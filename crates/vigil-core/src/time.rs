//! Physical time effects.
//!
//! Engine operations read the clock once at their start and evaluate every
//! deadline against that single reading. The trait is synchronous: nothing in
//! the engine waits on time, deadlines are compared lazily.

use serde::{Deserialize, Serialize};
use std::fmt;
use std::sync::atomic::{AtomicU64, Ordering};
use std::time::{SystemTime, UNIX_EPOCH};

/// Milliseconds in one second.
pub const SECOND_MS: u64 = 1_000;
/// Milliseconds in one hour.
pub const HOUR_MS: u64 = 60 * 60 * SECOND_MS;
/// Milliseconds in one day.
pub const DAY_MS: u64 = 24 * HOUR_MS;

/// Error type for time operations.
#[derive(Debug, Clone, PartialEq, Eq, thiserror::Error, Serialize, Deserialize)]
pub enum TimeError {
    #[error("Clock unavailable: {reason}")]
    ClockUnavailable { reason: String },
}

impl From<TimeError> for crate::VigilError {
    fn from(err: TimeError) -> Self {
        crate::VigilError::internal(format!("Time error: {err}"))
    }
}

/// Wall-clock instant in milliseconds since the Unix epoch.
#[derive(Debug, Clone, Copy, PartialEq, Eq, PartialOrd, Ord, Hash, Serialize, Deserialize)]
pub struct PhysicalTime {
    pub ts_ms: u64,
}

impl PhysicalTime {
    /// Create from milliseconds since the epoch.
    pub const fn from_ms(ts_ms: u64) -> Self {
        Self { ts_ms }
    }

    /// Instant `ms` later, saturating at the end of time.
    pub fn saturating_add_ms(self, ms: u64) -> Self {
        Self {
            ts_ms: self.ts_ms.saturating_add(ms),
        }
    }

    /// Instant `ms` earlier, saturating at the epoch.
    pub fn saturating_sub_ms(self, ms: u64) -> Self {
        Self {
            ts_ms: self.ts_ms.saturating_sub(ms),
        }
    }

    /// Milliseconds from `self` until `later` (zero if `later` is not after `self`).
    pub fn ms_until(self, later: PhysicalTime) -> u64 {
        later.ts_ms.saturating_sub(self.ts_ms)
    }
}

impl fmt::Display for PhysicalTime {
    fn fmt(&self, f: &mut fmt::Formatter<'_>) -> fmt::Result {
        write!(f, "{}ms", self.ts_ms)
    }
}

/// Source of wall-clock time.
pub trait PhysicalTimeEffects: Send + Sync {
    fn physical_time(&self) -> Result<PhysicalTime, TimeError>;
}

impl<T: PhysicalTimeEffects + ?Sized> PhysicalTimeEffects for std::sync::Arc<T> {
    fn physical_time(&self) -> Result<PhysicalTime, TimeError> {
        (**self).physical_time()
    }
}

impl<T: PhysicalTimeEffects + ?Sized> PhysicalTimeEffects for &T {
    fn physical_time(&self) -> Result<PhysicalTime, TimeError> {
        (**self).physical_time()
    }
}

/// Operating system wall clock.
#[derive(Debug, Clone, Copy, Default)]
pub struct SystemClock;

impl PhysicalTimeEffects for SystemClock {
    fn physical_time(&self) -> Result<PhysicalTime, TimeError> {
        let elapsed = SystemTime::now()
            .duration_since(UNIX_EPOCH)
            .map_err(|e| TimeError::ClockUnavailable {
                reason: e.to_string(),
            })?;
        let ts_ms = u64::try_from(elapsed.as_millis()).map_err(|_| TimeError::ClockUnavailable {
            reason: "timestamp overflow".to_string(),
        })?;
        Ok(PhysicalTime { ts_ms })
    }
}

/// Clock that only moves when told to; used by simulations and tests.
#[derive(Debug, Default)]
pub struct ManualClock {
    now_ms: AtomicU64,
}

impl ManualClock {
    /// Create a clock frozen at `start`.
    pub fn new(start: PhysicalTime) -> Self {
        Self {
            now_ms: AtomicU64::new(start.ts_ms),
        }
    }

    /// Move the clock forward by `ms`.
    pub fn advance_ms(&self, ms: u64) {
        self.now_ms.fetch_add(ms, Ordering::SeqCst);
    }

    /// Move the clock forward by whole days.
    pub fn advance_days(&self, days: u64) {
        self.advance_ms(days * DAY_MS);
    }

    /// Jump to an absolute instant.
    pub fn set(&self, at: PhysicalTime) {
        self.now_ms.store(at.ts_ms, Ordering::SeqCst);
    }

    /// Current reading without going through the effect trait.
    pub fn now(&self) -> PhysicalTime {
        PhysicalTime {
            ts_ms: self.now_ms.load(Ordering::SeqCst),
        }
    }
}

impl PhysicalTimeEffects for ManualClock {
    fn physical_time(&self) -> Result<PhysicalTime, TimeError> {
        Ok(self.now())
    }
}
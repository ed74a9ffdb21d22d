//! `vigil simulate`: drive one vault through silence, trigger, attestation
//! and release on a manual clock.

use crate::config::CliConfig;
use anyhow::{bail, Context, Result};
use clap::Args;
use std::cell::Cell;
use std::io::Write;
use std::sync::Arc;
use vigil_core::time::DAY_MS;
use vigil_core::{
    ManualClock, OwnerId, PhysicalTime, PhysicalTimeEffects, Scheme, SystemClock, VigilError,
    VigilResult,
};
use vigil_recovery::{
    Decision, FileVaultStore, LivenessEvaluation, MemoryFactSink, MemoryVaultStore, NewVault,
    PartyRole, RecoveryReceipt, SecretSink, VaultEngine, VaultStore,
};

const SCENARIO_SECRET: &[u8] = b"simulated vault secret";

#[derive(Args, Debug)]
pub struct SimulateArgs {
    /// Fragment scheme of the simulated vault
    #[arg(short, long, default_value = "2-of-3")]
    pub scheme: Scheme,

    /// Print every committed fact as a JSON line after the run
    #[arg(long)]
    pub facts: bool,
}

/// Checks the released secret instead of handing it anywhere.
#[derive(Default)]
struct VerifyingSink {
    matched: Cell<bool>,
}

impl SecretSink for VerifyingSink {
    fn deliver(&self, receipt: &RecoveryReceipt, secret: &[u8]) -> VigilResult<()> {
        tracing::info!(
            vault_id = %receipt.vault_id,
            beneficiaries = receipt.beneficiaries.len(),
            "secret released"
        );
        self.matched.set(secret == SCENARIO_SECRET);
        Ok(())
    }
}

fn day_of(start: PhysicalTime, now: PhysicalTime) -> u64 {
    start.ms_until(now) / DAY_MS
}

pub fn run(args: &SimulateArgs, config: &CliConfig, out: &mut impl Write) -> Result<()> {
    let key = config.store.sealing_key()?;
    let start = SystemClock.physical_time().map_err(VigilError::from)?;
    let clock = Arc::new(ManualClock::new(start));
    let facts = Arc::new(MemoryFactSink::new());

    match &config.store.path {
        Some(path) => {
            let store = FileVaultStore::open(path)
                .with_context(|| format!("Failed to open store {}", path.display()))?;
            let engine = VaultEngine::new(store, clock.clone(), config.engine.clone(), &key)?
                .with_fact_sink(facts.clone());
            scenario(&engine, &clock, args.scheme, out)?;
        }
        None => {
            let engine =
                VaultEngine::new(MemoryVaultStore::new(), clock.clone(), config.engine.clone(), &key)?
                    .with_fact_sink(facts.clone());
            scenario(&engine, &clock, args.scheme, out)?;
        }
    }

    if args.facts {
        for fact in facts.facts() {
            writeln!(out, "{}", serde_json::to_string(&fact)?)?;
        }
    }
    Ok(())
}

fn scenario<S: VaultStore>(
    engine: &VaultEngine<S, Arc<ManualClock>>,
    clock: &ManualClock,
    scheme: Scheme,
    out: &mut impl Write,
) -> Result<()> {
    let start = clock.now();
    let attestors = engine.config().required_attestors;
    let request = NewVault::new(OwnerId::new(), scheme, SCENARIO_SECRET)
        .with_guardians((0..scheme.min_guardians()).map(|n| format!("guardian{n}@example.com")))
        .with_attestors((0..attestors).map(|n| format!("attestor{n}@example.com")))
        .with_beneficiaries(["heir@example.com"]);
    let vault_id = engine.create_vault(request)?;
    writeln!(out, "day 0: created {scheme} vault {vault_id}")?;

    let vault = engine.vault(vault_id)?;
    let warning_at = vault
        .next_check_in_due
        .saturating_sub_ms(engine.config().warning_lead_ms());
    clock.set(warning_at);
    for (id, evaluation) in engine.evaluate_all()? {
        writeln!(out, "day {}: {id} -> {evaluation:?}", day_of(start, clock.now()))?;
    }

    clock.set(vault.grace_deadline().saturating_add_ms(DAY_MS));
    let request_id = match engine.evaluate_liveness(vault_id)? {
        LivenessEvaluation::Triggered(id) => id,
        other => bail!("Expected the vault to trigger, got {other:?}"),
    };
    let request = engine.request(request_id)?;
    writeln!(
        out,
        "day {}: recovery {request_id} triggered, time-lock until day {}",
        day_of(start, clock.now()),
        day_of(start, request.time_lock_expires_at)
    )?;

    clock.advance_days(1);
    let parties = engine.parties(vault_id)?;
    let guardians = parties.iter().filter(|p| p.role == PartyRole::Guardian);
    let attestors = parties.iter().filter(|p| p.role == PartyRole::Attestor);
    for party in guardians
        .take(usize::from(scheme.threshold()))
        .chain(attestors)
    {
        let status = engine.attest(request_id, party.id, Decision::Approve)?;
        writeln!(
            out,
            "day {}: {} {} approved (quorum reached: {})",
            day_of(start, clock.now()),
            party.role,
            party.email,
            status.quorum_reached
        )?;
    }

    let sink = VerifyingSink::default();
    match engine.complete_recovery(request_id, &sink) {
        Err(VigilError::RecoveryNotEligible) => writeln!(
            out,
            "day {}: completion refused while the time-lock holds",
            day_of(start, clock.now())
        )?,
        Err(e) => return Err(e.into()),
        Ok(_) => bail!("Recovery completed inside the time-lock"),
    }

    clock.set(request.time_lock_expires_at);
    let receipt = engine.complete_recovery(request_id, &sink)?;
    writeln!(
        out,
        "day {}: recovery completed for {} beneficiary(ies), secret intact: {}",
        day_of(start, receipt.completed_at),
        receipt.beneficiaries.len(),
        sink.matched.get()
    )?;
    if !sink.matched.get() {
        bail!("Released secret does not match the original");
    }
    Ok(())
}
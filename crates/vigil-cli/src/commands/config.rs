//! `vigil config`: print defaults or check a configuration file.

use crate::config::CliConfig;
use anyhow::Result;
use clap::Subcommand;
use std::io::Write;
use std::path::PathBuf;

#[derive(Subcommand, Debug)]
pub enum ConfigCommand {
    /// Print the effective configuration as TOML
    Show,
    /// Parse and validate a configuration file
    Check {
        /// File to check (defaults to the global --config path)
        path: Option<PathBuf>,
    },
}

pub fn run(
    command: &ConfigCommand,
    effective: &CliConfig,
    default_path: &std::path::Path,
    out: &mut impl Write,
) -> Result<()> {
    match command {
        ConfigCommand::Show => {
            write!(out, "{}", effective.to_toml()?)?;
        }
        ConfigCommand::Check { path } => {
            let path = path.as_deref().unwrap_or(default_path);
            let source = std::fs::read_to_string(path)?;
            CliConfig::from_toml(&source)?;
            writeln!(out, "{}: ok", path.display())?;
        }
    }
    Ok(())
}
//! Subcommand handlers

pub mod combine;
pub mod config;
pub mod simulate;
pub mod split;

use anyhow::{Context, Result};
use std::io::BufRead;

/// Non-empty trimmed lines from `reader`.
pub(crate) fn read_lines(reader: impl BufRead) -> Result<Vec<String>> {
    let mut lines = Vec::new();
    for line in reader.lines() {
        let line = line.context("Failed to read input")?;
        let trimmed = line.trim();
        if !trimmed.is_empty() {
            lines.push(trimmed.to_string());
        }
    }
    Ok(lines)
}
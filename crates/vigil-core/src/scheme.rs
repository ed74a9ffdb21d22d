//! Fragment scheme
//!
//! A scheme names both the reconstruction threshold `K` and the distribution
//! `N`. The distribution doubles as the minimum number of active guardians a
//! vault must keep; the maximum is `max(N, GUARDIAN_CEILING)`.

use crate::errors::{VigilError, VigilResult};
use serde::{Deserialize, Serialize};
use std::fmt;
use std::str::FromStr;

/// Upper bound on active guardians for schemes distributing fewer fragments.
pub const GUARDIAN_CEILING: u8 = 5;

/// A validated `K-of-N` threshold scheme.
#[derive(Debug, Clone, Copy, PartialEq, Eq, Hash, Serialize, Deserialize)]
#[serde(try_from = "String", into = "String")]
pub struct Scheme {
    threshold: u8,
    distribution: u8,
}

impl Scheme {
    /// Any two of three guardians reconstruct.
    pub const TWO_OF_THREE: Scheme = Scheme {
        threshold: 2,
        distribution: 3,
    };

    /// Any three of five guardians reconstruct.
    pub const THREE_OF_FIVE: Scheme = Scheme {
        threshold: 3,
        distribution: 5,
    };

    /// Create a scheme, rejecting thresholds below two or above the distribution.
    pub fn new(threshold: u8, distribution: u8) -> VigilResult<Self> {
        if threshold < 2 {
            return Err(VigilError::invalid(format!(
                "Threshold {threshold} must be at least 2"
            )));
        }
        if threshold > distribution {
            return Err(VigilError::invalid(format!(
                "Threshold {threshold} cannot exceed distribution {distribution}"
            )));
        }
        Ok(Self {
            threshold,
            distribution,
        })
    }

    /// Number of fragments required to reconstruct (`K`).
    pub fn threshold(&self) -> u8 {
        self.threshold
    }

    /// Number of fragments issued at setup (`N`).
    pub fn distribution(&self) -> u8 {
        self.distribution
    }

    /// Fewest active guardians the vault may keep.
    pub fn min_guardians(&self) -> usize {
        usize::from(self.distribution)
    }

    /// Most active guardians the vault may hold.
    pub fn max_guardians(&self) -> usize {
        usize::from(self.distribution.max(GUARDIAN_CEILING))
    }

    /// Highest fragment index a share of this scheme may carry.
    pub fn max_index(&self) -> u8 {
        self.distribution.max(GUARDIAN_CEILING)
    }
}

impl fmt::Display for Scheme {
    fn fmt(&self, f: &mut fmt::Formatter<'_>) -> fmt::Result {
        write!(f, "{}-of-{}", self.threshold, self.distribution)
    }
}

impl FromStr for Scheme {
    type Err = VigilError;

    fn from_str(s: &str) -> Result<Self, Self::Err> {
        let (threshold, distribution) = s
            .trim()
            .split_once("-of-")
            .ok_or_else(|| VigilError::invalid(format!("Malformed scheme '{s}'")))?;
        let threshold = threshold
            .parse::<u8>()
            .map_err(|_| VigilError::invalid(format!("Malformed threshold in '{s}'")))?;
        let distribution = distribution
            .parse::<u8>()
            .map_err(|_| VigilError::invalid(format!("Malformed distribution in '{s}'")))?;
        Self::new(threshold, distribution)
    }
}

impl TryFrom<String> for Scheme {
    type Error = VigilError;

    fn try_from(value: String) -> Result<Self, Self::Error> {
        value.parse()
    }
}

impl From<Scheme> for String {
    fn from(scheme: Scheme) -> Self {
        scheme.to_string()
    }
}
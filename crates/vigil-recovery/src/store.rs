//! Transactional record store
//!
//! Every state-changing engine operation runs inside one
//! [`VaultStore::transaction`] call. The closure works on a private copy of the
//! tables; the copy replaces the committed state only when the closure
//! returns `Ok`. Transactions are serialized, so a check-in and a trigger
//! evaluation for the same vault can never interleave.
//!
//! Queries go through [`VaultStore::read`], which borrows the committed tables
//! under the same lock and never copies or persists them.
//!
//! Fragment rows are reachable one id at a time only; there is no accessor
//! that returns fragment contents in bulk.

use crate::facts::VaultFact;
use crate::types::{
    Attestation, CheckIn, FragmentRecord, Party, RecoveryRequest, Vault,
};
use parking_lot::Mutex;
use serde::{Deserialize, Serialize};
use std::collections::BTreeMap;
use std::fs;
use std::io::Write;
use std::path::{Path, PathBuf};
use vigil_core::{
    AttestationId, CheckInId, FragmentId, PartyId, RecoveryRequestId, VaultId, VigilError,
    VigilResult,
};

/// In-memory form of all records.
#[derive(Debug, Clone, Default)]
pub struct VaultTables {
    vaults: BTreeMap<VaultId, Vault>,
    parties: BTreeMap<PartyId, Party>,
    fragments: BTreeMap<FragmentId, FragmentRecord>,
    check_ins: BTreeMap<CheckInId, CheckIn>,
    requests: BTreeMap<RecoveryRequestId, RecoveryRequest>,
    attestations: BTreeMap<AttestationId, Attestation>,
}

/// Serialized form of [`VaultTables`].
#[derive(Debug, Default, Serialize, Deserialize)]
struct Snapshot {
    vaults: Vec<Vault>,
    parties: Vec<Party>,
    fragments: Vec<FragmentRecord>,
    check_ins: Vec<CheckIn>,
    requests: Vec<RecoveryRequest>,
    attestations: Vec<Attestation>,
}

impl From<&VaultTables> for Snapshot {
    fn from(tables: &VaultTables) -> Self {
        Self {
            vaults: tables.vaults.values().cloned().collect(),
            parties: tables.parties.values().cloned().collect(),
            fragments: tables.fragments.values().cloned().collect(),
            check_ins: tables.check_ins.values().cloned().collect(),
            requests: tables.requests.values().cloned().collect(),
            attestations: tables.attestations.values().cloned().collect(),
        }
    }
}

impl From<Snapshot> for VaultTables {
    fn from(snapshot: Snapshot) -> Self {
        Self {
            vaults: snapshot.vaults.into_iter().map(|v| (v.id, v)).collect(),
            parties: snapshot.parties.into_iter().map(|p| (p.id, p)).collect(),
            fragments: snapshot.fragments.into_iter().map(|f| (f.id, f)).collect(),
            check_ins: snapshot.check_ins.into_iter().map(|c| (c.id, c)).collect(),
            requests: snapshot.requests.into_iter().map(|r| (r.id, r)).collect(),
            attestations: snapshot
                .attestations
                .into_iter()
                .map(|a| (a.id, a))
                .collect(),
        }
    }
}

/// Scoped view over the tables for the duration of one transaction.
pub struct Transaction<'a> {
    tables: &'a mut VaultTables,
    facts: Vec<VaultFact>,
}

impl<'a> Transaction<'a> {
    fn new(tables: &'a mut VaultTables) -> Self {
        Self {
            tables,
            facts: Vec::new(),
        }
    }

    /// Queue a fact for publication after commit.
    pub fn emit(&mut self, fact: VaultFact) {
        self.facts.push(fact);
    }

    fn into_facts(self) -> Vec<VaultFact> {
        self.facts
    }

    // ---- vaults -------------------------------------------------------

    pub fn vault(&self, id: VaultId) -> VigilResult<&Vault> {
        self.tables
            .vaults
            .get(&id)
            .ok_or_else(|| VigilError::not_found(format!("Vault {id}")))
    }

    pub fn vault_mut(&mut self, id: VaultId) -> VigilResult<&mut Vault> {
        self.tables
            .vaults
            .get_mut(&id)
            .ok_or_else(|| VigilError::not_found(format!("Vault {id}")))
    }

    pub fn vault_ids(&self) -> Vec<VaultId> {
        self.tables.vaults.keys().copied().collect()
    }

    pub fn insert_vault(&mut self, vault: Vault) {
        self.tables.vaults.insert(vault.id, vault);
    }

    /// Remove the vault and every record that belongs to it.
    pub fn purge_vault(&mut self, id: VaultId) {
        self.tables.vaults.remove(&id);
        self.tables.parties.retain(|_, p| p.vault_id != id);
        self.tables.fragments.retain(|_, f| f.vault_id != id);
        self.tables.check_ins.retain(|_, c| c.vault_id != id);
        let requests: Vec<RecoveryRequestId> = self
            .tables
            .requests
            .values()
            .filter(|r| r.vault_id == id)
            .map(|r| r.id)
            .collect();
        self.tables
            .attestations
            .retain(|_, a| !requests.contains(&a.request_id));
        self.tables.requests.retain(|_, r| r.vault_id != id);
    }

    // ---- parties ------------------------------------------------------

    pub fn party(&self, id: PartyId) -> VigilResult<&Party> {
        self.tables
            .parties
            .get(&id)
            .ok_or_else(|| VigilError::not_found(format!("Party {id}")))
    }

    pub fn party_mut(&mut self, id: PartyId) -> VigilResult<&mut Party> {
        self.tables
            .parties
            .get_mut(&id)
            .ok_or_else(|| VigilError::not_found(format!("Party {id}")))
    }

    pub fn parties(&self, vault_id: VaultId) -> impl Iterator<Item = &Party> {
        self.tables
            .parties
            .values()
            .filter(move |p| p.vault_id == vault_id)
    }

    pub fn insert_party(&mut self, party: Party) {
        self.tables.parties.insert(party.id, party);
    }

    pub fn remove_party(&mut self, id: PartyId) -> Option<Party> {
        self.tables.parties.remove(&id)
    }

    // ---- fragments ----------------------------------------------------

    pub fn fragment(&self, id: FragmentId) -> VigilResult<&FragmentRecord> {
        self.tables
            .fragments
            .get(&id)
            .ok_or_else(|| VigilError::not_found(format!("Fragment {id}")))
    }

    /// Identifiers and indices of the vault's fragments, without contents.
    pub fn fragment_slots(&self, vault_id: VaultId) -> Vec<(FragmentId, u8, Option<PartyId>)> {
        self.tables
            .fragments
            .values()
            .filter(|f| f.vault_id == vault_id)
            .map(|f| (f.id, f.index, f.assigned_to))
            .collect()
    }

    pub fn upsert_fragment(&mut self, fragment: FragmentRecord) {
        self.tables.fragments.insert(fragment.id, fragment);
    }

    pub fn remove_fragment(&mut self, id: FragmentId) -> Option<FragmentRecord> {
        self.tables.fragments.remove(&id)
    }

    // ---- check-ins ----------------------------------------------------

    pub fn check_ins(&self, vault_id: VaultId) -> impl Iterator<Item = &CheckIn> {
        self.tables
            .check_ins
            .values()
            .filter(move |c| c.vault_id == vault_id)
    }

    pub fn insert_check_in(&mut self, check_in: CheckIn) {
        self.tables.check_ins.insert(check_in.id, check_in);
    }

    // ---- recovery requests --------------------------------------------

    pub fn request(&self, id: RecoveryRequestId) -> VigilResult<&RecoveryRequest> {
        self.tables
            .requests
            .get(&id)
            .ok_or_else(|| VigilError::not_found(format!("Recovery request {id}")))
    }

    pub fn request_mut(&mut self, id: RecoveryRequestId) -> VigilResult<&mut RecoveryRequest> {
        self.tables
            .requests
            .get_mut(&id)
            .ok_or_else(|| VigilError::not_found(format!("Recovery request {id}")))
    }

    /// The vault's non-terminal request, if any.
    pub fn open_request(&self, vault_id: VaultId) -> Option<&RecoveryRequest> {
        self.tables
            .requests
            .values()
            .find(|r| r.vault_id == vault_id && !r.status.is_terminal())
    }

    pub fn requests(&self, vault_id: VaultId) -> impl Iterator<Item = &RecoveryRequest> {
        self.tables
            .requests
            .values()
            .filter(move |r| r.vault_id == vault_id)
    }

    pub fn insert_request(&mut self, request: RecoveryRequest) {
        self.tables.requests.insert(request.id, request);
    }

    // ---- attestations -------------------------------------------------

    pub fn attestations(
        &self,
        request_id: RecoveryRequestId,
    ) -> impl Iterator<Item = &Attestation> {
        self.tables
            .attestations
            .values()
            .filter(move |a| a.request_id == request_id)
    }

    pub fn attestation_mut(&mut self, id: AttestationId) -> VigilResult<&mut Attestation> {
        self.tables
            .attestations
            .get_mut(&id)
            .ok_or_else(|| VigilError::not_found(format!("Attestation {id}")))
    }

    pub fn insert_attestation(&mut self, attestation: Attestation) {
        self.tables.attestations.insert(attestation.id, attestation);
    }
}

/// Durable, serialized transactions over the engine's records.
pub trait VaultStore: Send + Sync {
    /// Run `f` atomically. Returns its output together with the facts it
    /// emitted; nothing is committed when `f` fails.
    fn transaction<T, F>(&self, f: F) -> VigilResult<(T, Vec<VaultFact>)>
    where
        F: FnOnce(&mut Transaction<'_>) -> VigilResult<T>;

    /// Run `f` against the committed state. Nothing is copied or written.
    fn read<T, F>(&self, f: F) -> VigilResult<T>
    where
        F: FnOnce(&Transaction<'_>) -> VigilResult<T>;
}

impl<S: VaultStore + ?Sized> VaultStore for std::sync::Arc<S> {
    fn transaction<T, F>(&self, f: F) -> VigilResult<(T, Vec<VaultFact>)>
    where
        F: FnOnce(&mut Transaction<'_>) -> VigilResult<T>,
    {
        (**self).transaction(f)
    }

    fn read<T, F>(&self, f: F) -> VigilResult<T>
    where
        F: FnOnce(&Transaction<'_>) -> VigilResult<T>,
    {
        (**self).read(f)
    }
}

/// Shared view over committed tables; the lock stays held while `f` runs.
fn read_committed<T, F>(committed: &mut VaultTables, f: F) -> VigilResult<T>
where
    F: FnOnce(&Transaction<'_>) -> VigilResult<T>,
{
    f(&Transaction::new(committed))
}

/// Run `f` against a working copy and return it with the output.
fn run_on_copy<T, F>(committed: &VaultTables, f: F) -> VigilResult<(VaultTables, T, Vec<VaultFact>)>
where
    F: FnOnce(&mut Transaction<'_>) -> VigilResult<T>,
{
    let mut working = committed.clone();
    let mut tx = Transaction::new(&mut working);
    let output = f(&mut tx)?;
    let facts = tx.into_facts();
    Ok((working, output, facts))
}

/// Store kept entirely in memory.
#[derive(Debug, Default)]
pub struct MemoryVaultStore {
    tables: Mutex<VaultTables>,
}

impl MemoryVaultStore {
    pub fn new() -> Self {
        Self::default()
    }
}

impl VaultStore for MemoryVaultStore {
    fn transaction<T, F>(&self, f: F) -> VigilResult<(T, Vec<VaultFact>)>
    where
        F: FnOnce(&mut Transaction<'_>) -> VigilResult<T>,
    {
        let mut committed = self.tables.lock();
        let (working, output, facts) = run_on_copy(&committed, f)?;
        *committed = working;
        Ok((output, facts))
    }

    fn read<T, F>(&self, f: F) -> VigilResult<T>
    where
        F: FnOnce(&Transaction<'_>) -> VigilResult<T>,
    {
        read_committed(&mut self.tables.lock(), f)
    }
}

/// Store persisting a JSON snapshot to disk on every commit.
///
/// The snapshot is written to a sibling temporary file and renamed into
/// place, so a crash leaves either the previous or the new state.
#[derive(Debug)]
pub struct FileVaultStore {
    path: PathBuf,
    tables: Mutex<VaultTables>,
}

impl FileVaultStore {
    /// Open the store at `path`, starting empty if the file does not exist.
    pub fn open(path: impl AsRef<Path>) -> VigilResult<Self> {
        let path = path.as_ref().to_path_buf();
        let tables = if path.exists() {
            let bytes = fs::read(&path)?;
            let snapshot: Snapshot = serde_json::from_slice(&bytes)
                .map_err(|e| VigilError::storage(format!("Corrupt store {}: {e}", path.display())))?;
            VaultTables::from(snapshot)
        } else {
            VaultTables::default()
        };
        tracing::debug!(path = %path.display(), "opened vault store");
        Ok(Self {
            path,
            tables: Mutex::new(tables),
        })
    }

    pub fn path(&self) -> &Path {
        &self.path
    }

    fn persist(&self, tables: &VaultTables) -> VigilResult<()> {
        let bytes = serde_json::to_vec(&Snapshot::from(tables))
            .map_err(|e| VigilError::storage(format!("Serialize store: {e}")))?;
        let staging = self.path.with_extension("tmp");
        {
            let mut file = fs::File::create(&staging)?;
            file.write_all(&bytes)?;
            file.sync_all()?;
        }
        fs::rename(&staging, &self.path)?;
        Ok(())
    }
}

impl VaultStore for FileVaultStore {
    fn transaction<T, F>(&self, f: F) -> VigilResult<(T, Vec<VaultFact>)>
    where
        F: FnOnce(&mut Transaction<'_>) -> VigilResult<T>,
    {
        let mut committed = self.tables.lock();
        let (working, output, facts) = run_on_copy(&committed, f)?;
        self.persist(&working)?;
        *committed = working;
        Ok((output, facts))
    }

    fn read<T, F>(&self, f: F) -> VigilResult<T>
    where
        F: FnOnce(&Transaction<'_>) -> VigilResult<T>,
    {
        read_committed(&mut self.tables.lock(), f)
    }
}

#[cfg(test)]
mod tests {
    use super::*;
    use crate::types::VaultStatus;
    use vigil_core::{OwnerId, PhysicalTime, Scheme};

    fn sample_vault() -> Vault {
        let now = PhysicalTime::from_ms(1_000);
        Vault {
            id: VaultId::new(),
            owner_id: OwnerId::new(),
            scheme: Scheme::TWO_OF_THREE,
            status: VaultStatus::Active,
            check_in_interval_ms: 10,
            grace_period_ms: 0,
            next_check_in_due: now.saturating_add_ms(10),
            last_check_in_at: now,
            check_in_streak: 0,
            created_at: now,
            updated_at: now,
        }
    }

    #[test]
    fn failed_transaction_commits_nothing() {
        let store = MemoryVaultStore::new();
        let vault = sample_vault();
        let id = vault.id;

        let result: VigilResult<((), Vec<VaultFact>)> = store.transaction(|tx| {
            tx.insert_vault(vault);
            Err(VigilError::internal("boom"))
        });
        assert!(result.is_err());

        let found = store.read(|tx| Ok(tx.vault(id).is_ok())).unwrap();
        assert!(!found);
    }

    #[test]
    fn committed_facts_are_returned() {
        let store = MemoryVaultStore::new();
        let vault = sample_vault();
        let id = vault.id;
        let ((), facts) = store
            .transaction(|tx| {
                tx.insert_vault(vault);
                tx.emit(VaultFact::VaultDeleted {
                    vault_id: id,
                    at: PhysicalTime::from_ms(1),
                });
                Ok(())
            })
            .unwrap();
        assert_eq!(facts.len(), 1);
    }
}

• **AIM OF THE EXERCISE**:
When a line in the records above contains the word "configuration", copy it.

• **ANSWER TO THIS PROBLEM**:
//! `vigil config`: print defaults or check a configuration file.
    /// Print the effective configuration as TOML
    /// Parse and validate a configuration file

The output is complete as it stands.